Gli scienziati hanno creato una nuova classe di veicoli di trasferimento dell'RNA chiamati veicoli di trasferimento sintetici (STV), che mostrano un'efficienza superiore nella consegna del carico di RNA rispetto ai metodi esistenti come le nanoparticelle lipidiche (LNP) e i vettori virali naturali.

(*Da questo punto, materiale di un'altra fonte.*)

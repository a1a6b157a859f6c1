use super::{LayerConfig, LayerKind, MapConfig};
use crate::viewer::FitOptions;
use anyhow::{Context, Result, bail, ensure};
use serde::Deserialize;
use std::{
	collections::HashSet,
	fs::File,
	io::{BufReader, Read},
	path::{Path, PathBuf},
};

#[derive(Debug, Clone, Deserialize, PartialEq)]
#[serde(deny_unknown_fields, default)]
pub struct ViewerConfig {
	/// Directory holding the layer files.
	pub data_dir: PathBuf,

	/// Initial camera and basemap style.
	pub map: MapConfig,

	/// How the map is fitted to the data.
	pub fit: FitOptions,

	/// Layers in drawing order. Replaces the default layers when given.
	pub layers: Vec<LayerConfig>,
}

impl Default for ViewerConfig {
	fn default() -> Self {
		ViewerConfig {
			data_dir: PathBuf::from("data"),
			map: MapConfig::default(),
			fit: FitOptions::default(),
			layers: vec![LayerConfig::apelos(), LayerConfig::filtro_bairros()],
		}
	}
}

impl ViewerConfig {
	pub fn from_reader<R: Read>(reader: R) -> Result<Self> {
		let config: ViewerConfig = serde_yaml_ng::from_reader(reader)?;
		config.verify()?;
		Ok(config)
	}

	pub fn from_string(text: &str) -> Result<Self> {
		let config: ViewerConfig = serde_yaml_ng::from_str(text)?;
		config.verify()?;
		Ok(config)
	}

	/// Reads a YAML file; a relative `data_dir` is taken relative to the file.
	pub fn from_path(path: &Path) -> Result<Self> {
		let file = File::open(path).with_context(|| format!("failed to open config \"{}\"", path.display()))?;
		let mut config = ViewerConfig::from_reader(BufReader::new(file))
			.with_context(|| format!("failed to parse config \"{}\"", path.display()))?;

		if config.data_dir.is_relative()
			&& let Some(base) = path.parent()
		{
			config.data_dir = base.join(&config.data_dir);
		}
		Ok(config)
	}

	/// Checks what serde cannot: unique non-empty layer ids and clustering on point layers only.
	pub fn verify(&self) -> Result<()> {
		let mut ids = HashSet::new();
		for layer in &self.layers {
			ensure!(!layer.id.trim().is_empty(), "layer \"{}\" has an empty id", layer.name);
			if !ids.insert(layer.id.as_str()) {
				bail!("layer id \"{}\" is used more than once", layer.id);
			}
			if layer.cluster.is_some() && layer.kind != LayerKind::Point {
				bail!("layer \"{}\": clustering is only supported for point layers", layer.id);
			}
		}
		Ok(())
	}

	#[must_use]
	pub fn layer(&self, id: &str) -> Option<&LayerConfig> {
		self.layers.iter().find(|layer| layer.id == id)
	}

	#[must_use]
	pub fn layer_path(&self, layer: &LayerConfig) -> PathBuf {
		self.data_dir.join(&layer.file)
	}
}
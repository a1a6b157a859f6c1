use super::{Coordinates, GeometryTrait};
use anyhow::Result;
use apelos_core::json::JsonValue;
use std::fmt::Debug;

/// A single position. Point layers in the viewer are made of these.
#[derive(Clone, PartialEq)]
pub struct PointGeometry(pub Coordinates);

impl PointGeometry {
	#[must_use]
	pub fn new(c: Coordinates) -> Self {
		Self(c)
	}

	#[must_use]
	pub fn x(&self) -> f64 {
		self.0.x()
	}

	#[must_use]
	pub fn y(&self) -> f64 {
		self.0.y()
	}
}

impl GeometryTrait for PointGeometry {
	fn verify(&self) -> Result<()> {
		Ok(())
	}

	fn to_coord_json(&self) -> JsonValue {
		self.0.to_json()
	}

	fn iter_coordinates(&self) -> impl Iterator<Item = &Coordinates> {
		std::iter::once(&self.0)
	}

	fn contains_point(&self, _x: f64, _y: f64) -> bool {
		false
	}
}

impl Debug for PointGeometry {
	fn fmt(&self, f: &mut std::fmt::Formatter<'_>) -> std::fmt::Result {
		self.0.fmt(f)
	}
}

impl<T> From<T> for PointGeometry
where
	Coordinates: From<T>,
{
	fn from(value: T) -> Self {
		Self(Coordinates::from(value))
	}
}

La ricerca, pubblicata su Nature News, delinea lo sviluppo di STV basati su assemblaggi proteici sintetici progettati per ottimizzare il trasporto dell'RNA mantenendo la stabilità strutturale e la biocompatibilità. Lo studio è iniziato con un'esplorazione di come le pressioni evolutive modellano l'architettura dei capsid virali, strutture che si sono evolute per incapsulare e fornire in modo efficiente materiale genetico. I ricercatori hanno notato che mentre i capsid virali sono altamente efficaci nei loro ambienti nativi, le loro strutture complesse e spesso rigide potrebbero non essere sempre ottimali quando vengono riutilizzate per applicazioni di ingegneria genetica.
Attraverso l'utilizzo di strumenti di progettazione di proteine basati sull'intelligenza artificiale, gli scienziati sono stati in grado di generare assemblaggi di proteine sintetiche con geometrie e funzionalità su misura. Questi includevano simmetrie cicliche, diedriche e planari, tutte precedentemente inesplorate nel contesto dei sistemi di consegna dell'RNA. Un'innovazione chiave nella ricerca è stata lo sviluppo di un sistema di screening multidimensionale che ha consentito la rapida valutazione di centinaia di configurazioni di proteine sintetiche. Questo sistema ha identificato STV-C8 come la variante più efficiente per il trasferimento di RNA.
A differenza dei vettori virali tradizionali, che si basano su capside complesse e multi-subunità, STV-C8 dimostra una notevole semplicità e adattabilità. Il suo design consente una facile modifica attraverso l'incorporazione di leganti peptidici progettati in modo computazionale, che consentono un targeting preciso di specifici tipi di cellule o tessuti. Per convalidare le prestazioni di STV-C8, i ricercatori hanno condotto ampi esperimenti in vitro e in vivo. Hanno testato la capacità del veicolo di fornire una varietà di carichi di RNA, tra cui RNA reporter, editori genetici, agenti antivirali e fattori di trascrizione, in diversi modelli cellulari derivati da più specie.
I risultati hanno mostrato che STV-C8 ha superato sia i vettori virali naturali che i LNP in termini di efficienza e specificità di consegna. Inoltre, un'analisi dettagliata della biodistribuzione in un modello murino ha rivelato che STV-C8 mostrava un'elevata penetrazione nei tessuti e effetti off-target minimi, sostenendo ulteriormente il suo potenziale come strumento di consegna sicuro ed efficace. Una delle applicazioni più promettenti di STV-C8 è emersa nel campo della terapia genica. I ricercatori hanno dimostrato la sua utilità nel fornire il sistema di modifica del gene CRISPR, Cas9, in cellule muscolari scheletriche derivate da pazienti e suini per colpire le mutazioni associate alla distrofia muscolare di Duchenne (DMD).
In particolare, hanno usato STV-C8 per rimuovere l'esone 51 della distrofina, una mutazione comune legata alla malattia. Questo esperimento ha segnato un passo significativo verso lo sviluppo di interventi terapeutici personalizzati per i disturbi genetici. Guardando al futuro, il team prevede di espandere la portata delle applicazioni di STV-C8 esplorando la sua compatibilità con altre terapie basate sull'RNA e perfezionando le sue capacità di targeting. I ricercatori sottolineano che la natura modulare degli STV consente un'ottimizzazione continua, rendendoli adattabili a una vasta gamma di sfide biomediche.
Man mano che la tecnologia matura, ha la promessa di rivoluzionare la terapia genica e i trattamenti basati sull'RNA offrendo un'alternativa versatile, efficiente e più sicura alle attuali piattaforme di somministrazione.